EXERCISE: Would you copy each line of the records that includes the word "JoinHandle"?

Stored data entries
╭──

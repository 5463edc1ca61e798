//! Single-process runner

use async_trait::async_trait;
use parking_lot::Mutex;
use rand::Rng;
use serde_json::Map;
use std::sync::atomic::{AtomicU64, Ordering};
use std::sync::Arc;
use std::time::Duration;
use tokio::sync::watch;
use tokio::task::JoinHandle;
use tokio::time::{Instant, MissedTickBehavior};

use crate::config::validate_spawn_params;
use crate::error::{RunError, RunResult};

use super::monitor::{spawn_fail_ratio_monitor, spawn_run_time_monitor};
use super::pool::{join_users, UserPool};
use super::{RunState, Runner, RunnerCore, RunnerStatus};

/// Most spawn ticks per second; faster rates spawn in batches
const MAX_TICKS_PER_SEC: f64 = 1_000.0;

#[derive(Debug, Clone, Copy, Default, PartialEq)]
struct SpawnPlan {
    target_count: usize,
    spawn_rate: f64,
}

/// Tick period and users per tick for `spawn_rate` users per second
fn ramp_schedule(spawn_rate: f64) -> (Duration, usize) {
    let batch = (spawn_rate / MAX_TICKS_PER_SEC).floor().max(1.0);
    (Duration::from_secs_f64(batch / spawn_rate), batch as usize)
}

struct LocalInner {
    core: RunnerCore,
    pool: Mutex<UserPool>,
    /// Serializes start, stop and cleanup
    control: tokio::sync::Mutex<()>,
    plan: Mutex<SpawnPlan>,
    ramp: Mutex<Option<JoinHandle<()>>>,
    monitors: Mutex<Vec<JoinHandle<()>>>,
    run_id: AtomicU64,
    monitors_enabled: bool,
}

/// Runs users inside this process
///
/// Cheap to clone; clones share the same run.
#[derive(Clone)]
pub struct LocalRunner {
    inner: Arc<LocalInner>,
}

impl LocalRunner {
    pub(crate) fn new(core: RunnerCore, pool: UserPool, monitors_enabled: bool) -> Self {
        Self {
            inner: Arc::new(LocalInner {
                core,
                pool: Mutex::new(pool),
                control: tokio::sync::Mutex::new(()),
                plan: Mutex::new(SpawnPlan::default()),
                ramp: Mutex::new(None),
                monitors: Mutex::new(Vec::new()),
                run_id: AtomicU64::new(0),
                monitors_enabled,
            }),
        }
    }

    /// Active users
    pub fn user_count(&self) -> usize {
        self.inner.pool.lock().len()
    }

    /// Active users per class name
    pub fn user_class_counts(&self) -> Vec<(String, usize)> {
        self.inner.pool.lock().class_counts()
    }

    fn spawn_monitors(&self) {
        let config = &self.inner.core.config;
        let mut monitors = self.inner.monitors.lock();
        if let Some(threshold) = config.fail_ratio_threshold {
            monitors.push(spawn_fail_ratio_monitor(
                self.clone(),
                Arc::clone(&self.inner.core.stats),
                threshold,
                config.stats.check_interval(),
            ));
        }
        if let Some(run_time) = config.run_time() {
            monitors.push(spawn_run_time_monitor(self.clone(), run_time));
        }
    }

    fn abort_background(&self) {
        if let Some(ramp) = self.inner.ramp.lock().take() {
            ramp.abort();
        }
        for monitor in self.inner.monitors.lock().drain(..) {
            monitor.abort();
        }
    }

    /// Ramp toward `target` users, then report running
    async fn ramp(self, run_id: u64, target: usize, spawn_rate: f64) {
        let inner = &self.inner;

        let surplus: Vec<JoinHandle<()>> = {
            let mut pool = inner.pool.lock();
            let excess = pool.len().saturating_sub(target);
            (0..excess).filter_map(|_| pool.stop_one()).collect()
        };
        if !surplus.is_empty() {
            tracing::info!(count = surplus.len(), target, "Stopping surplus users");
            join_users(surplus).await;
        }

        let (period, batch) = ramp_schedule(spawn_rate);
        let mut ticker = tokio::time::interval_at(Instant::now() + period, period);
        ticker.set_missed_tick_behavior(MissedTickBehavior::Delay);

        loop {
            let missing = target.saturating_sub(inner.pool.lock().len());
            if missing == 0 {
                break;
            }
            ticker.tick().await;

            for _ in 0..batch.min(missing) {
                match self.spawn_with_retry().await {
                    Ok(true) => {}
                    // Run was stopped under us
                    Ok(false) => return,
                    Err(e) => {
                        let runner = self.clone();
                        tokio::spawn(async move { runner.fail(run_id, e).await });
                        return;
                    }
                }
            }
        }

        if inner.core.transition_from(RunState::Spawning, RunState::Running) {
            let user_count = inner.pool.lock().len();
            tracing::info!(user_count, "All users spawned");
            if let Err(e) = inner.core.spawning_complete(user_count) {
                let runner = self.clone();
                tokio::spawn(async move { runner.fail(run_id, e).await });
            }
        }
    }

    /// Spawn one user, retrying with exponential backoff
    ///
    /// Returns `Ok(false)` when the runner left `Spawning` meanwhile.
    async fn spawn_with_retry(&self) -> RunResult<bool> {
        let spawn = &self.inner.core.config.spawn;
        let mut attempt = 0;
        loop {
            let result = {
                let mut pool = self.inner.pool.lock();
                // Checked under the pool lock so stop never misses a user
                if self.inner.core.state() != RunState::Spawning {
                    return Ok(false);
                }
                pool.spawn_one()
            };

            match result {
                Ok(()) => return Ok(true),
                Err(e) if attempt < spawn.retry_attempts => {
                    let base = spawn.backoff(attempt);
                    let jitter_ms =
                        rand::thread_rng().gen_range(0..=base.as_millis() as u64 / 4);
                    let delay = base + Duration::from_millis(jitter_ms);
                    tracing::warn!(
                        attempt = attempt + 1,
                        error = %e,
                        delay_ms = delay.as_millis() as u64,
                        "User spawn failed, retrying"
                    );
                    tokio::time::sleep(delay).await;
                    attempt += 1;
                }
                Err(e) => return Err(e),
            }
        }
    }

    /// End run `run_id` with a fatal error
    async fn fail(&self, run_id: u64, err: RunError) {
        let _control = self.inner.control.lock().await;
        let current = self.inner.run_id.load(Ordering::SeqCst) == run_id;
        if !current || !self.inner.core.state().is_active() {
            tracing::debug!(error = %err, "Ignoring failure of a finished run");
            return;
        }
        self.abort_background();
        let tasks = self.inner.pool.lock().stop_all();
        let user_count = tasks.len();
        join_users(tasks).await;
        self.inner.core.fail(err, user_count);
    }

    async fn stop_locked(&self) -> RunResult<()> {
        let core = &self.inner.core;
        if !core.state().is_active() {
            tracing::debug!(state = %core.state(), "Stop ignored, no active run");
            return Ok(());
        }

        self.abort_background();
        core.transition(RunState::Stopping)?;
        let tasks = self.inner.pool.lock().stop_all();
        let user_count = tasks.len();
        tracing::info!(user_count, "Stopping users");
        join_users(tasks).await;

        core.transition(RunState::Stopped)?;
        tracing::info!(
            user_count,
            fail_ratio = core.stats.fail_ratio(),
            "All users stopped"
        );
        core.finish_run(user_count, None)
    }
}

#[async_trait]
impl Runner for LocalRunner {
    async fn start(&self, target_count: usize, spawn_rate: f64) -> RunResult<()> {
        validate_spawn_params(target_count, spawn_rate)?;

        let _control = self.inner.control.lock().await;
        let core = &self.inner.core;
        if core.is_quitting() {
            return Err(RunError::shutdown());
        }

        let plan = SpawnPlan {
            target_count,
            spawn_rate,
        };
        let mut state = core.state();
        match state {
            RunState::Spawning | RunState::Running if *self.inner.plan.lock() == plan => {
                tracing::debug!(target_count, spawn_rate, "Start ignored, plan unchanged");
                return Ok(());
            }
            RunState::Stopped => {
                // Restart without an explicit cleanup
                core.transition(RunState::Ready)?;
                state = RunState::Ready;
            }
            RunState::Stopping | RunState::Cleanup | RunState::Missing => {
                return Err(RunError::invalid_state(format!("cannot start while {state}")));
            }
            _ => {}
        }

        if state == RunState::Ready {
            core.stats.reset();
            let run_id = self.inner.run_id.fetch_add(1, Ordering::SeqCst) + 1;
            let mut fields = Map::new();
            fields.insert("target_count".into(), (target_count as u64).into());
            fields.insert("spawn_rate".into(), spawn_rate.into());
            if let Err(e) = core.begin_run(fields) {
                core.fail(e.clone(), 0);
                return Err(e);
            }
            tracing::info!(run_id, target_count, spawn_rate, "Run started");
            if self.inner.monitors_enabled {
                self.spawn_monitors();
            }
        } else {
            tracing::info!(target_count, spawn_rate, "Rescaling run");
        }

        if let Some(previous) = self.inner.ramp.lock().take() {
            previous.abort();
        }
        *self.inner.plan.lock() = plan;
        core.transition(RunState::Spawning)?;

        let run_id = self.inner.run_id.load(Ordering::SeqCst);
        let ramp = tokio::spawn(self.clone().ramp(run_id, target_count, spawn_rate));
        *self.inner.ramp.lock() = Some(ramp);
        Ok(())
    }

    async fn stop(&self) -> RunResult<()> {
        let _control = self.inner.control.lock().await;
        self.stop_locked().await
    }

    async fn quit(&self) -> RunResult<()> {
        if !self.inner.core.begin_quit() {
            return Ok(());
        }
        tracing::info!("Quitting");
        let stopped = self.stop().await;
        let fired = self.inner.core.fire_quitting();
        stopped.and(fired)
    }

    async fn cleanup(&self) -> RunResult<()> {
        let _control = self.inner.control.lock().await;
        let core = &self.inner.core;
        match core.state() {
            RunState::Ready => Ok(()),
            RunState::Stopped => {
                core.transition(RunState::Cleanup)?;
                self.abort_background();
                *self.inner.plan.lock() = SpawnPlan::default();
                core.transition(RunState::Ready)
            }
            state => Err(RunError::invalid_state(format!(
                "cleanup requires a stopped runner, runner is {state}"
            ))),
        }
    }

    fn status(&self) -> RunnerStatus {
        RunnerStatus {
            state: self.inner.core.state(),
            user_count: self.user_count(),
            target_count: self.inner.plan.lock().target_count,
            fail_ratio: self.inner.core.stats.fail_ratio(),
        }
    }

    fn state(&self) -> RunState {
        self.inner.core.state()
    }

    fn subscribe_state(&self) -> watch::Receiver<RunState> {
        self.inner.core.subscribe()
    }

    fn last_error(&self) -> Option<RunError> {
        self.inner.core.last_error()
    }
}

impl std::fmt::Debug for LocalRunner {
    fn fmt(&self, f: &mut std::fmt::Formatter<'_>) -> std::fmt::Result {
        f.debug_struct("LocalRunner")
            .field("state", &self.inner.core.state())
            .field("user_count", &self.user_count())
            .field("plan", &*self.inner.plan.lock())
            .finish()
    }
}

╰──

PROBLEM SOLUTION:
use tokio::task::JoinHandle;
    ramp: Mutex<Option<JoinHandle<()>>>,
    monitors: Mutex<Vec<JoinHandle<()>>>,
        let surplus: Vec<JoinHandle<()>> = {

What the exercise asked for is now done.